Ansible is an open-source IT automation engine originally created by Michael DeHaan in 2012 and acquired by Red Hat in 2015. It tackles configuration management, application deployment, and ad-hoc task execution with a single tool, replacing earlier configuration tools that required dedicated agents on every managed host. Its agentless architecture — pushing changes over SSH or WinRM from a control node — is what made it popular: nothing extra to install on servers, no special ports to open, and no certificate authority to manage.
Automation in Ansible is expressed as YAML playbooks composed of plays that map tasks to inventories of hosts. Tasks invoke modules — battle-tested, idempotent units of work — covering everything from package installation and service management to AWS, Azure, GCP, Kubernetes, network device configuration, and Windows administration. Roles and collections package reusable content for sharing on Ansible Galaxy, while Ansible Vault encrypts secrets in version control. Idempotence is a first-class property: re-running the same playbook converges to the desired state without unintended side effects.

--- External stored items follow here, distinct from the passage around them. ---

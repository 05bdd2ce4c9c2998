//! LRJS Deadline Library
//!
//! Computes the filing deadline for evidence requests in Spanish labour
//! procedure (Art. 82.5 LRJS): the 10th business day before the trial,
//! extended by the Art. 45 grace day until 15:00.
//! This library provides functionality to:
//! - Parse free-text holiday lists into a validated set of dates
//! - Load holidays from a discovery-service response
//! - Walk business days backward and forward with a bounded search
//! - Format dates for Spanish-language output
//!
//! # Example
//!
//! ```
//! use chrono::NaiveDate;
//! use plazo_lrjs::{calculate_deadline, parse_holidays, RawHolidayInput};
//!
//! let holidays = parse_holidays(&RawHolidayInput::new("2026-02-12\nnot-a-date"));
//! let trial = NaiveDate::from_ymd_opt(2026, 2, 26).unwrap();
//! let result = calculate_deadline(trial, &holidays).expect("deadline");
//!
//! assert_eq!(result.theoretical_deadline, NaiveDate::from_ymd_opt(2026, 2, 11).unwrap());
//! assert_eq!(result.prorrogue_date, NaiveDate::from_ymd_opt(2026, 2, 13).unwrap());
//! ```

pub mod error;
pub mod date;
pub mod holidays;
pub mod deadline;

// Re-export commonly used items
pub use error::{Error, Result, Walk};
pub use holidays::{parse_holidays, HolidaySet, RawHolidayInput};
pub use deadline::{
    calculate_deadline, calculate_deadline_with, is_non_business_day,
    CalculatorConfig, DeadlineResult,
};
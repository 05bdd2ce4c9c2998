//! Error types for the deadline calculator

use std::fmt;
use thiserror::Error;

/// Result type alias using our Error type
pub type Result<T> = std::result::Result<T, Error>;

/// Direction of a business-day walk, reported when a walk gives up
#[derive(Debug, Clone, Copy, PartialEq, Eq)]
pub enum Walk {
    /// Counting business days back from the trial date
    Backward,
    /// Looking for the grace day after the theoretical deadline
    Forward,
}

impl fmt::Display for Walk {
    fn fmt(&self, f: &mut fmt::Formatter<'_>) -> fmt::Result {
        match self {
            Walk::Backward => write!(f, "backward"),
            Walk::Forward => write!(f, "forward"),
        }
    }
}

/// Main error type for the deadline calculator
#[derive(Error, Debug)]
pub enum Error {
    /// Trial date could not be parsed
    #[error("Invalid trial date: {0}")]
    InvalidTrialDate(String),

    /// A business-day walk examined more calendar days than allowed
    #[error("{walk} business-day search gave up after {cap} calendar days")]
    UnboundedSearch { walk: Walk, cap: u32 },

    /// Calculator configuration rejected before any computation
    #[error("Invalid configuration: {0}")]
    InvalidConfig(String),

    /// IO error
    #[error("IO error: {0}")]
    Io(#[from] std::io::Error),

    /// Holiday discovery response could not be decoded
    #[error("Invalid holiday response: {0}")]
    Json(#[from] serde_json::Error),
}
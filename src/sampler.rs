//! Sampler
//!
//! Strategies for partitioning a dataset into proper-training and calibration sets.
//! Every split is a pure function of the dataset, the seed and the split index, so the
//! same seed always reproduces the same sequence of splits.
use crate::constants::{DEFAULT_CALIBRATION_RATIO, DEFAULT_NUM_FOLDS, DEFAULT_NUM_MODELS, MIN_NUM_FOLDS, SEED_MIX};
use crate::data::{class_label, DataRecord, Dataset};
use crate::errors::ConformalError;
use crate::utils::{items_to_strings, validate_float_parameter};
use rand::rngs::StdRng;
use rand::seq::SliceRandom;
use rand::SeedableRng;
use serde::{Deserialize, Serialize};
use std::collections::{BTreeMap, BTreeSet};
use std::str::FromStr;

/// One proper-training / calibration partition.
#[derive(Debug, Clone)]
pub struct TrainSplit {
    pub proper_training: Vec<DataRecord>,
    pub calibration: Vec<DataRecord>,
    /// Integral labels present in either part.
    pub observed_labels: BTreeSet<i32>,
}

impl TrainSplit {
    fn new(proper_training: Vec<DataRecord>, calibration: Vec<DataRecord>) -> Self {
        let observed_labels = proper_training
            .iter()
            .chain(calibration.iter())
            .filter_map(|r| class_label(r.label).ok())
            .collect();
        TrainSplit {
            proper_training,
            calibration,
            observed_labels,
        }
    }
}

/// Seed of split `index`, decorrelated from neighbouring indices.
#[inline]
pub fn split_seed(seed: u64, index: usize) -> u64 {
    seed ^ (index as u64).wrapping_add(1).wrapping_mul(SEED_MIX)
}

/// A sampler partitions a dataset into a fixed number of splits.
pub trait Sampler {
    /// Number of splits this sampler produces.
    fn num_samples(&self) -> usize;

    /// Fail fast on invalid parameters.
    fn validate(&self) -> Result<(), ConformalError>;

    /// Build split `index`.
    fn split(&self, dataset: &Dataset, seed: u64, index: usize) -> Result<TrainSplit, ConformalError>;

    /// Build every split, failing on the first invalid one.
    fn splits(&self, dataset: &Dataset, seed: u64) -> Result<Vec<TrainSplit>, ConformalError> {
        (0..self.num_samples()).map(|i| self.split(dataset, seed, i)).collect()
    }

    /// Lazily iterate over the splits.
    fn iter<'a>(&'a self, dataset: &'a Dataset, seed: u64) -> SplitIterator<'a, Self>
    where
        Self: Sized,
    {
        SplitIterator {
            sampler: self,
            dataset,
            seed,
            next: 0,
        }
    }
}

pub struct SplitIterator<'a, S: Sampler> {
    sampler: &'a S,
    dataset: &'a Dataset,
    seed: u64,
    next: usize,
}

impl<'a, S: Sampler> Iterator for SplitIterator<'a, S> {
    type Item = Result<TrainSplit, ConformalError>;

    fn next(&mut self) -> Option<Self::Item> {
        if self.next >= self.sampler.num_samples() {
            return None;
        }
        let index = self.next;
        self.next += 1;
        Some(self.sampler.split(self.dataset, self.seed, index))
    }
}

fn check_index(index: usize, n: usize) -> Result<(), ConformalError> {
    if index >= n {
        return Err(ConformalError::InvalidParameter(
            "split index".to_string(),
            format!("value below {}", n),
            index.to_string(),
        ));
    }
    Ok(())
}

fn stratify(records: &[DataRecord]) -> Result<BTreeMap<i32, Vec<usize>>, ConformalError> {
    let mut groups: BTreeMap<i32, Vec<usize>> = BTreeMap::new();
    for (i, r) in records.iter().enumerate() {
        groups.entry(class_label(r.label)?).or_default().push(i);
    }
    Ok(groups)
}

// Exclusive records join their bucket, and each bucket is shuffled so the final
// order does not reveal how a record was assigned.
fn assemble(
    dataset: &Dataset,
    calibration_idx: &[usize],
    training_idx: &[usize],
    rng: &mut StdRng,
) -> Result<TrainSplit, ConformalError> {
    let mut calibration: Vec<DataRecord> = calibration_idx.iter().map(|i| dataset.records[*i].clone()).collect();
    calibration.extend(dataset.calibration_exclusive.iter().cloned());
    let mut proper: Vec<DataRecord> = training_idx.iter().map(|i| dataset.records[*i].clone()).collect();
    proper.extend(dataset.training_exclusive.iter().cloned());
    if calibration.is_empty() || proper.is_empty() {
        return Err(ConformalError::DataValidation(format!(
            "split produced {} proper-training and {} calibration records, both must be non-empty",
            proper.len(),
            calibration.len()
        )));
    }
    calibration.shuffle(rng);
    proper.shuffle(rng);
    Ok(TrainSplit::new(proper, calibration))
}

/// Independent random draws with a fixed calibration ratio.
#[derive(Serialize, Deserialize, Clone, Copy, Debug, PartialEq)]
pub struct RandomSampler {
    pub num_models: usize,
    pub calibration_ratio: f64,
    pub stratified: bool,
}

impl Default for RandomSampler {
    fn default() -> Self {
        RandomSampler {
            num_models: DEFAULT_NUM_MODELS,
            calibration_ratio: DEFAULT_CALIBRATION_RATIO,
            stratified: false,
        }
    }
}

impl RandomSampler {
    pub fn new(num_models: usize, calibration_ratio: f64, stratified: bool) -> Self {
        RandomSampler {
            num_models,
            calibration_ratio,
            stratified,
        }
    }
}

impl Sampler for RandomSampler {
    fn num_samples(&self) -> usize {
        self.num_models
    }

    fn validate(&self) -> Result<(), ConformalError> {
        if self.num_models == 0 {
            return Err(ConformalError::InvalidParameter(
                "num_models".to_string(),
                "a positive integer".to_string(),
                "0".to_string(),
            ));
        }
        validate_float_parameter(self.calibration_ratio, 0.0, 1.0, "calibration_ratio")?;
        if self.calibration_ratio == 0.0 || self.calibration_ratio == 1.0 {
            return Err(ConformalError::InvalidParameter(
                "calibration_ratio".to_string(),
                "real value within (0, 1)".to_string(),
                self.calibration_ratio.to_string(),
            ));
        }
        Ok(())
    }

    fn split(&self, dataset: &Dataset, seed: u64, index: usize) -> Result<TrainSplit, ConformalError> {
        self.validate()?;
        check_index(index, self.num_models)?;
        let mut rng = StdRng::seed_from_u64(split_seed(seed, index));
        let mut calibration = Vec::new();
        let mut training = Vec::new();

        let groups = if self.stratified {
            let groups = stratify(&dataset.records)?;
            groups.into_values().collect::<Vec<_>>()
        } else {
            vec![(0..dataset.records.len()).collect::<Vec<_>>()]
        };
        for mut group in groups {
            group.shuffle(&mut rng);
            let n_cal = (group.len() as f64 * self.calibration_ratio).round() as usize;
            if self.stratified && (n_cal == 0 || n_cal == group.len()) {
                return Err(ConformalError::DataValidation(format!(
                    "a class with {} records can not be stratified with calibration ratio {}",
                    group.len(),
                    self.calibration_ratio
                )));
            }
            calibration.extend_from_slice(&group[..n_cal]);
            training.extend_from_slice(&group[n_cal..]);
        }
        assemble(dataset, &calibration, &training, &mut rng)
    }
}

/// K-fold partitioning: every record is used for calibration in exactly one fold.
#[derive(Serialize, Deserialize, Clone, Copy, Debug, PartialEq)]
pub struct FoldedSampler {
    pub num_folds: usize,
    pub stratified: bool,
}

impl Default for FoldedSampler {
    fn default() -> Self {
        FoldedSampler {
            num_folds: DEFAULT_NUM_FOLDS,
            stratified: false,
        }
    }
}

impl FoldedSampler {
    pub fn new(num_folds: usize, stratified: bool) -> Self {
        FoldedSampler { num_folds, stratified }
    }

    /// Fold of every record in `dataset.records`, identical for every split index.
    pub fn fold_assignment(&self, dataset: &Dataset, seed: u64) -> Result<Vec<usize>, ConformalError> {
        let n = dataset.records.len();
        let k = self.num_folds;
        let mut rng = StdRng::seed_from_u64(seed);
        let mut folds = vec![0; n];
        if self.stratified {
            let mut position = 0;
            for (label, mut group) in stratify(&dataset.records)? {
                if group.len() < k {
                    return Err(ConformalError::DataValidation(format!(
                        "class {} has {} records, fewer than the {} folds",
                        label,
                        group.len(),
                        k
                    )));
                }
                group.shuffle(&mut rng);
                for i in group {
                    folds[i] = position % k;
                    position += 1;
                }
            }
        } else {
            if n < k {
                return Err(ConformalError::DataValidation(format!(
                    "{} records can not be divided into {} folds",
                    n, k
                )));
            }
            let mut perm: Vec<usize> = (0..n).collect();
            perm.shuffle(&mut rng);
            for (pos, i) in perm.into_iter().enumerate() {
                folds[i] = pos * k / n;
            }
        }
        Ok(folds)
    }
}

impl Sampler for FoldedSampler {
    fn num_samples(&self) -> usize {
        self.num_folds
    }

    fn validate(&self) -> Result<(), ConformalError> {
        if self.num_folds < MIN_NUM_FOLDS {
            return Err(ConformalError::InvalidParameter(
                "num_folds".to_string(),
                format!("an integer of at least {}", MIN_NUM_FOLDS),
                self.num_folds.to_string(),
            ));
        }
        Ok(())
    }

    fn split(&self, dataset: &Dataset, seed: u64, index: usize) -> Result<TrainSplit, ConformalError> {
        self.validate()?;
        check_index(index, self.num_folds)?;
        let folds = self.fold_assignment(dataset, seed)?;
        let (calibration, training): (Vec<usize>, Vec<usize>) = (0..folds.len()).partition(|i| folds[*i] == index);
        let mut rng = StdRng::seed_from_u64(split_seed(seed, index));
        assemble(dataset, &calibration, &training, &mut rng)
    }
}

/// Serializable choice of sampling strategy.
#[derive(Serialize, Deserialize, Clone, Copy, Debug, PartialEq)]
pub enum SampleMethod {
    Random(RandomSampler),
    Folded(FoldedSampler),
}

impl Default for SampleMethod {
    fn default() -> Self {
        SampleMethod::Random(RandomSampler::default())
    }
}

impl Sampler for SampleMethod {
    fn num_samples(&self) -> usize {
        match self {
            SampleMethod::Random(s) => s.num_samples(),
            SampleMethod::Folded(s) => s.num_samples(),
        }
    }

    fn validate(&self) -> Result<(), ConformalError> {
        match self {
            SampleMethod::Random(s) => s.validate(),
            SampleMethod::Folded(s) => s.validate(),
        }
    }

    fn split(&self, dataset: &Dataset, seed: u64, index: usize) -> Result<TrainSplit, ConformalError> {
        match self {
            SampleMethod::Random(s) => s.split(dataset, seed, index),
            SampleMethod::Folded(s) => s.split(dataset, seed, index),
        }
    }
}

impl FromStr for SampleMethod {
    type Err = ConformalError;

    fn from_str(s: &str) -> Result<Self, Self::Err> {
        match s {
            "Random" => Ok(SampleMethod::Random(RandomSampler::default())),
            "RandomStratified" => Ok(SampleMethod::Random(RandomSampler {
                stratified: true,
                ..Default::default()
            })),
            "Folded" => Ok(SampleMethod::Folded(FoldedSampler::default())),
            "FoldedStratified" => Ok(SampleMethod::Folded(FoldedSampler {
                stratified: true,
                ..Default::default()
            })),
            _ => Err(ConformalError::ParseString(
                s.to_string(),
                "SampleMethod".to_string(),
                items_to_strings(vec!["Random", "RandomStratified", "Folded", "FoldedStratified"]),
            )),
        }
    }
}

The community edition (ansible-core plus the broader collections ecosystem) is free under the GPLv3 license. Red Hat sells Ansible Automation Platform — a turnkey solution bundling the controller (formerly Tower) for centralized RBAC, scheduling, audit logs, and a visual UI, along with Event-Driven Ansible, Lightspeed AI assistance, and certified content collections. For teams that need to manage heterogeneous fleets without installing agents and want declarative, version-controllable infrastructure, Ansible remains one of the most pragmatic choices — particularly in regulated, air-gapped, or hybrid environments.